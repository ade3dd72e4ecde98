//! External-CLI adapter (C9): a drop-in capture provider that execs a
//! configured sigrok-style CLI instead of speaking the serial/TCP protocol
//! directly (spec §4.9). Grounded on the pack's subprocess-driven device
//! adapters (`other_examples/` BITalino-style drivers use `std::process`
//! wrappers around an external tool the same way).

use std::process::Command;

use crate::error::{CliError, CliResult};
use crate::session::{CaptureSession, TriggerType};

/// Where to find and how to address the external tool.
#[derive(Debug, Clone)]
pub struct CliCaptureConfig {
    pub tool_path: String,
    pub driver: String,
    pub conn: String,
}

/// Build the documented argument vector (spec §6): driver, connection,
/// sample rate, sample count, output file/format, channel list, and an
/// optional trigger spec.
pub fn build_args(config: &CliCaptureConfig, session: &CaptureSession, output_path: &str) -> Vec<String> {
    let channels = session
        .channel_numbers()
        .iter()
        .map(|c| c.to_string())
        .collect::<Vec<_>>()
        .join(",");

    let mut args = vec![
        "--driver".to_string(),
        config.driver.clone(),
        "--conn".to_string(),
        config.conn.clone(),
        "--config".to_string(),
        format!("samplerate={}", session.frequency),
        "--samples".to_string(),
        session.total_samples().to_string(),
        "--output-file".to_string(),
        output_path.to_string(),
        "--output-format".to_string(),
        "srzip".to_string(),
        "--channels".to_string(),
        channels,
    ];

    if let Some(spec) = trigger_spec(session) {
        args.push("--triggers".to_string());
        args.push(spec);
    }
    args
}

/// Encode a session's trigger as the CLI's trigger-spec string (spec §6):
/// Edge is `c=r`/`c=f`; Complex/Fast is a comma-separated `i=0|1` per pattern
/// bit. Blast has no CLI-expressible trigger.
fn trigger_spec(session: &CaptureSession) -> Option<String> {
    match session.trigger_type {
        TriggerType::Edge => {
            let edge = if session.trigger_inverted { 'f' } else { 'r' };
            Some(format!("{}={}", session.trigger_channel, edge))
        }
        TriggerType::Complex | TriggerType::Fast => {
            let bits: Vec<String> = (0..session.trigger_bit_count)
                .map(|i| {
                    let bit = (session.trigger_pattern >> i) & 1;
                    format!("{}={}", session.trigger_channel as u16 + i as u16, bit)
                })
                .collect();
            Some(bits.join(","))
        }
        TriggerType::Blast => None,
    }
}

/// Run the external tool and parse its output container back into `session`.
pub fn run_capture(config: &CliCaptureConfig, session: &mut CaptureSession, output_path: &str) -> CliResult<()> {
    let args = build_args(config, session, output_path);
    let output = Command::new(&config.tool_path)
        .args(&args)
        .output()
        .map_err(|e| CliError::Spawn { tool: config.tool_path.clone(), source: e })?;

    if !output.status.success() {
        return Err(CliError::NonZeroExit {
            tool: config.tool_path.clone(),
            status: output.status.code().unwrap_or(-1),
            stderr: String::from_utf8_lossy(&output.stderr).into_owned(),
        });
    }

    let contents = std::fs::read_to_string(output_path)
        .map_err(|e| CliError::OutputIo { path: output_path.to_string(), source: e })?;
    parse_csv_matrix(&contents, session)
}

/// Parse a CSV-like per-channel 0/1 matrix (one non-empty row per requested
/// channel, in request order) into `session.capture_channels[*].samples`.
pub fn parse_csv_matrix(contents: &str, session: &mut CaptureSession) -> CliResult<()> {
    let channel_numbers = session.channel_numbers();
    let rows: Vec<&str> = contents.lines().filter(|l| !l.trim().is_empty()).collect();
    if rows.len() != channel_numbers.len() {
        return Err(CliError::ChannelCountMismatch { expected: channel_numbers.len(), got: rows.len() });
    }

    let mut parsed_rows = Vec::with_capacity(rows.len());
    for (row_idx, row) in rows.iter().enumerate() {
        let mut bits = Vec::new();
        for (col_idx, field) in row.split(',').enumerate() {
            let bit: u8 = field.trim().parse().map_err(|_| CliError::MalformedRow {
                row: row_idx,
                detail: format!("field {col_idx} is not 0/1: {field:?}"),
            })?;
            if bit > 1 {
                return Err(CliError::MalformedRow {
                    row: row_idx,
                    detail: format!("field {col_idx} out of range: {bit}"),
                });
            }
            bits.push(bit);
        }
        parsed_rows.push(bits);
    }

    for ch in &mut session.capture_channels {
        if let Some(idx) = channel_numbers.iter().position(|&n| n == ch.number) {
            ch.samples = parsed_rows[idx].clone();
        }
    }
    Ok(())
}
//! Single-device capture engine (C6): the plan -> start -> await ->
//! read -> parse -> complete protocol sequence (spec §4.6).

use std::time::Duration;

use crate::device::{CaptureStartError, DeviceSession, CMD_START_CAPTURE};
use crate::error::{CaptureError, CaptureResult};
use crate::events::CaptureEvent;
use crate::frame;
use crate::parser;
use crate::planner::{self, Plan, PlanOptions};
use crate::session::{BurstInfo, CaptureSession};
use crate::wire::{CaptureRequest, Serialize};

const CAPTURE_STARTED_TIMEOUT: Duration = Duration::from_secs(10);
const PAYLOAD_TIMEOUT: Duration = Duration::from_secs(60);
const HEADER_LEN: usize = 4;

/// Run a complete capture against `device`, mutating `session` in place with
/// the resulting samples/bursts on success. Emits exactly one
/// `captureCompleted` through `on_event` regardless of outcome (spec §5).
pub fn start(
    device: &mut DeviceSession,
    session: &mut CaptureSession,
    on_event: &mut dyn FnMut(CaptureEvent),
) -> CaptureResult<()> {
    start_with_options(device, session, on_event, PlanOptions::default())
}

/// As [`start`], but with explicit planner options. The multi-device
/// coordinator (`src/multi.rs`) uses this to opt slave sessions into the
/// external-trigger slot (`allow_external_trigger: true`) when it builds
/// their synthetic Edge-triggered sessions (spec §4.8, §9 open question).
pub(crate) fn start_with_options(
    device: &mut DeviceSession,
    session: &mut CaptureSession,
    on_event: &mut dyn FnMut(CaptureEvent),
    opts: PlanOptions,
) -> CaptureResult<()> {
    if !device.is_connected() {
        return Err(CaptureError::HardwareError);
    }
    let identity = device.identity().cloned().ok_or(CaptureError::HardwareError)?;
    let plan = planner::plan(session, &identity, opts)?;

    if let Err(e) = device.begin_capture() {
        return Err(match e {
            CaptureStartError::Busy => CaptureError::Busy,
            CaptureStartError::NotConnected => CaptureError::HardwareError,
        });
    }

    let request = CaptureRequest::from_session(
        session,
        plan.channels.clone(),
        plan.mode,
        plan.pre_samples,
        plan.post_samples,
        plan.loop_count,
        plan.measure,
    );

    let result = run_capture_sequence(device, session, &plan, &request);
    device.end_capture();

    on_event(CaptureEvent::CaptureCompleted { success: result.is_ok(), session: session.clone() });
    result
}

/// Cancel the current (or a not-yet-started) capture. Always succeeds from
/// the caller's perspective (spec §4.6, scenario F) — the session returns to
/// `connected` even if the stop byte failed to write.
pub fn stop(device: &mut DeviceSession) -> bool {
    device.stop();
    true
}

fn run_capture_sequence(
    device: &mut DeviceSession,
    session: &mut CaptureSession,
    plan: &Plan,
    request: &CaptureRequest,
) -> CaptureResult<()> {
    let transport = device.transport_mut();

    let mut payload = vec![CMD_START_CAPTURE];
    payload.extend(request.serialize());
    transport.write_all(&frame::encode(&payload)).map_err(CaptureError::Device)?;

    let line = transport.read_line(CAPTURE_STARTED_TIMEOUT).map_err(CaptureError::Device)?;
    if line != "CAPTURE_STARTED" {
        return Err(CaptureError::UnexpectedError(format!(
            "expected CAPTURE_STARTED, got {line:?}"
        )));
    }

    let header = transport.read_binary(HEADER_LEN, PAYLOAD_TIMEOUT).map_err(CaptureError::Device)?;
    let header_value = u32::from_le_bytes(header.try_into().unwrap());
    let timestamp_bytes = timestamp_trailer_len(plan);
    let is_serial = transport.target().is_serial();

    // Serial devices use the header as a generic length; network devices use
    // it as the sample count directly (spec §4.6 step 5). The two arithmetics
    // are equivalent when the invariants hold; on a malformed device they can
    // diverge, and the spec explicitly leaves behavior on mismatch undefined —
    // so fail the capture rather than guess (spec §9 open question). No
    // exemption for a zero header: a real device never reports a zero-length
    // payload for a started capture, so `0` is itself a mismatch.
    let sample_count = if is_serial {
        let expected = plan.pre_samples + plan.post_samples;
        let expected_len = expected as usize * plan.mode.divisor() as usize + 1 + timestamp_bytes;
        if header_value as usize != expected_len {
            return Err(CaptureError::UnexpectedError(format!(
                "serial length header {header_value} does not match expected payload length {expected_len}"
            )));
        }
        expected
    } else {
        header_value
    };

    let body_len = sample_count as usize * plan.mode.divisor() as usize + 1 + timestamp_bytes;
    let body = transport.read_binary(body_len, PAYLOAD_TIMEOUT).map_err(CaptureError::Device)?;

    let (channels, bursts) = parser::parse_capture_payload(
        &body,
        sample_count as usize,
        plan.mode,
        plan.channels.len(),
        plan.measure,
        plan.loop_count,
        session.frequency,
        plan.pre_samples,
        plan.post_samples,
    )?;

    apply_parsed_results(session, &plan.channels, channels, bursts);
    Ok(())
}

fn timestamp_trailer_len(plan: &Plan) -> usize {
    if plan.measure && plan.loop_count > 0 {
        (plan.loop_count as usize + 2) * 4
    } else {
        0
    }
}

fn apply_parsed_results(
    session: &mut CaptureSession,
    plan_channels: &[u8],
    unpacked: Vec<Vec<u8>>,
    bursts: Vec<BurstInfo>,
) {
    for ch in &mut session.capture_channels {
        if let Some(idx) = plan_channels.iter().position(|&n| n == ch.number) {
            ch.samples = unpacked[idx].clone();
        }
    }
    session.bursts = if bursts.is_empty() { None } else { Some(bursts) };
}

#[cfg(test)]
mod tests {
    use super::*;
    use crate::session::{Channel, PackingMode, TriggerType};

    fn plan_fixture(measure: bool, loop_count: u8) -> Plan {
        Plan {
            mode: PackingMode::M8,
            limits: planner::CaptureLimits::compute(32 * 1024, PackingMode::M8),
            channels: vec![0, 1],
            pre_samples: 100,
            post_samples: 200,
            loop_count,
            measure,
        }
    }

    #[test]
    fn timestamp_trailer_len_zero_without_measure() {
        assert_eq!(timestamp_trailer_len(&plan_fixture(false, 3)), 0);
    }

    #[test]
    fn timestamp_trailer_len_follows_loop_count_plus_two() {
        assert_eq!(timestamp_trailer_len(&plan_fixture(true, 3)), (3 + 2) * 4);
    }

    #[test]
    fn timestamp_trailer_len_zero_when_loop_count_is_zero() {
        assert_eq!(timestamp_trailer_len(&plan_fixture(true, 0)), 0);
    }

    #[test]
    fn apply_parsed_results_maps_by_channel_number_not_index() {
        let mut session = CaptureSession {
            frequency: 1,
            pre_trigger_samples: 1,
            post_trigger_samples: 1,
            trigger_type: TriggerType::Edge,
            trigger_channel: 0,
            trigger_inverted: false,
            trigger_bit_count: 1,
            trigger_pattern: 0,
            loop_count: 0,
            measure_bursts: false,
            capture_channels: vec![Channel::new(5, "A"), Channel::new(2, "B")],
            bursts: None,
        };
        // plan_channels order is request order [2, 5]; unpacked[0] belongs to
        // channel 2, unpacked[1] to channel 5.
        apply_parsed_results(&mut session, &[2, 5], vec![vec![0, 1], vec![1, 0]], Vec::new());
        assert_eq!(session.capture_channels[0].samples, vec![1, 0]); // channel 5
        assert_eq!(session.capture_channels[1].samples, vec![0, 1]); // channel 2
    }

    #[test]
    fn apply_parsed_results_clears_bursts_when_empty() {
        let mut session = CaptureSession {
            frequency: 1,
            pre_trigger_samples: 1,
            post_trigger_samples: 1,
            trigger_type: TriggerType::Edge,
            trigger_channel: 0,
            trigger_inverted: false,
            trigger_bit_count: 1,
            trigger_pattern: 0,
            loop_count: 0,
            measure_bursts: false,
            capture_channels: vec![Channel::new(0, "A")],
            bursts: Some(vec![BurstInfo { sample_start: 0, sample_end: 1, sample_gap: 0, time_gap_nanos: 0 }]),
        };
        apply_parsed_results(&mut session, &[0], vec![vec![1]], Vec::new());
        assert!(session.bursts.is_none());
    }
}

# YOUR ASSIGNMENT:
Where does the word "const" appear in the listing above? Copy every line that holds it.

# RESULT FOR THIS EXERCISE:
const CAPTURE_STARTED_TIMEOUT: Duration = Duration::from_secs(10);
const PAYLOAD_TIMEOUT: Duration = Duration::from_secs(60);
const HEADER_LEN: usize = 4;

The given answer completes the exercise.